Medicinal Correction of Tissue Factor Expression
Statins are the first-line drugs in carrying out secondary prevention of atherosclerosis in CAD patients (ГрацианскийН 1997). Simvastatin and ezetimibe effects on different parameters, including CRP and tissue factor level, were studied (Bruni et al. 2003). Both drugs improved lipid profile values and reduced CRP concentration; however they did not affect tissue factor and Willebrand factor levels (Kostakoua et al. 2010).
However another study investigated the effect of atorvastatin on tissue factor activity in thrombin-stimulated endotheliocytes, as well as the regulation of that activity by mevalonate and its derivatives (Martinez-Sales 2011). Tissue factor activity was assessed through its ability to induce factor Xa production. It was established that atorvastatin prevented thrombin-induced TF activation. Mevalonate and geranylgeranyl pyrophosphate reduced that inhibiting effect of atorvastatin on tissue factor activity, while farnesyl pyrophosphate did not produce such an effect (Martinez-Sales 2011).

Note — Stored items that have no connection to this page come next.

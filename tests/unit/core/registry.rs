use super::*;
use crate::core::event::InputEvent;
use crate::core::view::{DocumentView, EventResult};

struct NullView;

impl DocumentView for NullView {
    fn handle_input(&mut self, _event: &InputEvent) -> EventResult {
        EventResult::Ignored
    }

    fn render(&mut self, _frame: &mut ratatui::Frame, _area: ratatui::layout::Rect) {}
}

fn descriptor(icon: &'static str) -> ProviderDescriptor {
    ProviderDescriptor::new(Icon(icon), |_slot, _ctx| Box::new(NullView))
}

#[test]
fn resolve_returns_registered_descriptor() {
    let mut registry = ProviderRegistry::new(descriptor("·"));
    registry.register("script", descriptor("{}"));

    assert_eq!(registry.resolve("script").icon, Icon("{}"));
    assert!(registry.is_registered("script"));
}

#[test]
fn resolve_falls_back_for_unknown_kind() {
    let mut registry = ProviderRegistry::new(descriptor("·"));
    registry.register("script", descriptor("{}"));

    assert_eq!(registry.resolve("unknownkind").icon, Icon("·"));
    assert_eq!(registry.resolve("").icon, Icon("·"));
    assert!(!registry.is_registered("unknownkind"));
}

#[test]
fn register_overwrites_existing_kind() {
    let mut registry = ProviderRegistry::new(descriptor("·"));
    registry.register("scene", descriptor("a"));
    registry.register("scene", descriptor("b"));

    assert_eq!(registry.resolve("scene").icon, Icon("b"));
}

Therapy with angiotensin-converting enzyme inhibitors and angiotensin II receptor antagonists contributed to the decrease of tissue factor level in patients with arterial hypertension (Soejima et al. 1999; Koh et al. 2004).
A new tendency in therapeutic strategy is the production of antibodies to tissue factor (Steffel et al. 2006).
Tissue Factor and the Risk of Coronary Artery Disease
In a number of clinical trials, it was revealed that tissue factor level in blood plasma was associated with the risk of acute coronary syndrome (Annex 1995; Suefuji et al. 1997; Misumi 1998; Falciani 1998) and myocardial infarction (Habis et al. 2000; Seljeflot et al. 2003; Campo et al. 2006; Morange et al. 2007; He et al. 2008). The increased level of tissue factor is the predictor of restenosis in CAD patients after angioplasty (Tutar et al. 2003).
There are several polymorphous variants of tissue factor gene (Arnaud et al. 2000; Opstad et al. 2010). A. Malarstig and colleagues in 2005 established that A5466G polymorphism of tissue factor gene was associated with the risk of cardiovascular death in patients with acute coronary syndrome (Malarstig 2005). In A allele carriers, there was revealed a threefold increase in the risk of fatal outcome. A. Evangelista and colleagues in 2015 did not find an association of TF A5466G polymorphism with venous and arterial thrombosis.
In G allele carriers of A603G polymorphism of tissue factor gene, there was an increased risk of myocardial infarction (Ott et al. 2004). It was in patients – G allele carriers – that a high concentration of tissue factor in blood plasma was found (Ott et al. 2004). In literature there are almost no clinical trials concerning the study of the abovementioned genotype association with the CAD onset age, myocardium, and vascular wall remodeling (Reny et al. 2004).
Thus tissue factor is not only the key element of atherothrombosis but also correlates with immunoinflammatory process and endothelium dysfunctions and has a prognostic value in patients with coronary artery disease.